EXERCISE DATA
···
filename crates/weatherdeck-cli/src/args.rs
use crate::types::{ExportFormat, LogLevel, OutputFormat, UnitArg};
use clap::{Parser, Subcommand};
use std::path::PathBuf;

#[derive(Parser)]
#[command(name = "weatherdeck")]
#[command(about = "Browse, search, and favorite weather records", long_about = None)]
#[command(version)]
pub struct Cli {
    /// Dataset file (.json or .csv); overrides the configured data file
    #[arg(long, global = true)]
    pub data_file: Option<PathBuf>,

    /// Config file path (defaults to the platform config directory)
    #[arg(long, global = true)]
    pub config: Option<PathBuf>,

    #[arg(long, default_value = "plain", global = true)]
    pub format: OutputFormat,

    /// Temperature unit at startup; overrides the configured default
    #[arg(long, global = true)]
    pub unit: Option<UnitArg>,

    #[arg(long, default_value = "info", global = true)]
    pub log_level: LogLevel,

    #[command(subcommand)]
    pub command: Option<Commands>,
}

#[derive(Subcommand)]
pub enum Commands {
    /// Launch the interactive dashboard (the default when no command is given)
    Dash,

    /// Print records matching a search query, then exit
    List {
        /// Case-insensitive substring to match against city names
        #[arg(long)]
        search: Option<String>,
    },

    /// Write the canonical dataset to stdout or a file
    Export {
        #[arg(id = "export_format", long = "export-format", default_value = "json")]
        format: ExportFormat,

        /// Destination path; stdout when omitted
        #[arg(long)]
        output: Option<PathBuf>,
    },

    /// Show the resolved configuration
    Config,
}
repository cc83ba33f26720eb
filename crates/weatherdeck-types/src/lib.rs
pub mod domain;

pub use domain::*;
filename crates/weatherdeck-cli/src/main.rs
use clap::Parser;
use weatherdeck::{Cli, run};

fn main() {
    // Reset SIGPIPE to default behavior to prevent panic on broken pipe
    // (e.g., when piping to `head` or `less` that exits early)
    #[cfg(unix)]
    reset_sigpipe();

    let cli = Cli::parse();

    if let Err(e) = run(cli) {
        eprintln!("Error: {:#}", e);
        std::process::exit(1);
    }
}

#[cfg(unix)]
fn reset_sigpipe() {
    unsafe {
        libc::signal(libc::SIGPIPE, libc::SIG_DFL);
    }
}
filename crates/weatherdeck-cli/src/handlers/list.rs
use anyhow::Result;
use weatherdeck_core::DashboardState;

use crate::presentation::view_models::search_rows;
use crate::types::OutputFormat;
use crate::ui::console;

pub fn handle(
    state: &mut DashboardState,
    search: Option<&str>,
    format: OutputFormat,
) -> Result<()> {
    if let Some(query) = search {
        state.search(query);
    }

    let rows = search_rows(state);

    match format {
        OutputFormat::Json => println!("{}", serde_json::to_string_pretty(&rows)?),
        OutputFormat::Plain => console::print_rows(&rows),
    }

    Ok(())
}
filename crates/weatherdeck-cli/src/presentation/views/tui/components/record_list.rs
//! Record List Component
//!
//! Encapsulates list selection state and input handling for one record
//! panel. Supports scrolling (j/k, arrows, Home/End).

use crossterm::event::{KeyCode, KeyEvent};
use ratatui::{Frame, layout::Rect, widgets::ListState};

use crate::presentation::view_models::ListViewModel;
use crate::presentation::views::tui::RecordTableView;

/// Record list component with encapsulated state and logic
pub struct RecordListComponent {
    /// List state (scroll position, selection) - PRIVATE
    state: ListState,
    /// Item count seen at last render, used to clamp input handling
    item_count: usize,
}

impl Default for RecordListComponent {
    fn default() -> Self {
        Self::new()
    }
}

impl RecordListComponent {
    pub fn new() -> Self {
        Self {
            state: ListState::default(),
            item_count: 0,
        }
    }

    /// Handle keyboard input
    ///
    /// Returns true if the input was handled.
    pub fn handle_input(&mut self, key: KeyEvent) -> bool {
        match key.code {
            KeyCode::Char('j') | KeyCode::Down => {
                self.next();
                true
            }
            KeyCode::Char('k') | KeyCode::Up => {
                self.previous();
                true
            }
            KeyCode::Home => {
                self.scroll_to_top();
                true
            }
            KeyCode::End => {
                self.scroll_to_bottom();
                true
            }
            _ => false,
        }
    }

    /// Index of the currently selected row, if any
    pub fn selected(&self) -> Option<usize> {
        self.state.selected().filter(|i| *i < self.item_count)
    }

    /// Render one record panel with data
    ///
    /// Performs index safety checks before rendering.
    pub fn render(&mut self, f: &mut Frame, area: Rect, model: &ListViewModel, focused: bool) {
        let view = RecordTableView::new(model, focused);
        let item_count = view.item_count();
        self.item_count = item_count;

        // Index Safety: Clamp selection to data bounds
        match self.state.selected() {
            Some(_) if item_count == 0 => self.state.select(None),
            Some(selected) if selected >= item_count => self.state.select(Some(item_count - 1)),
            // A focused panel always has a visible selection
            None if focused && item_count > 0 => self.state.select(Some(0)),
            _ => {}
        }

        let block = view.block();
        let inner = block.inner(area);
        f.render_widget(block, area);

        if view.is_empty() {
            f.render_widget(view.empty_placeholder(), inner);
            return;
        }

        let (list, list_area) = view.build_list(area);
        f.render_stateful_widget(list, list_area, &mut self.state);
    }

    // Private state manipulation methods

    fn next(&mut self) {
        if self.item_count == 0 {
            return;
        }

        let next = match self.state.selected() {
            Some(i) => {
                if i >= self.item_count - 1 {
                    i
                } else {
                    i + 1
                }
            }
            None => 0,
        };
        self.state.select(Some(next));
    }

    fn previous(&mut self) {
        let previous = match self.state.selected() {
            Some(i) => i.saturating_sub(1),
            None => 0,
        };
        self.state.select(Some(previous));
    }

    fn scroll_to_top(&mut self) {
        if self.item_count > 0 {
            self.state.select(Some(0));
        }
    }

    fn scroll_to_bottom(&mut self) {
        if self.item_count > 0 {
            self.state.select(Some(self.item_count - 1));
        }
    }
}
use anyhow::Result;
use weatherdeck_core::DashboardState;

use crate::ui::tui;

pub fn handle(state: DashboardState) -> Result<()> {
    tui::run_dashboard(state)
}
···
WHAT YOU SHOULD DO
What is the number of lines in this listing that contain the word "RecordTableView"? Answer with that number and nothing else.

EXERCISE SOLUTION
2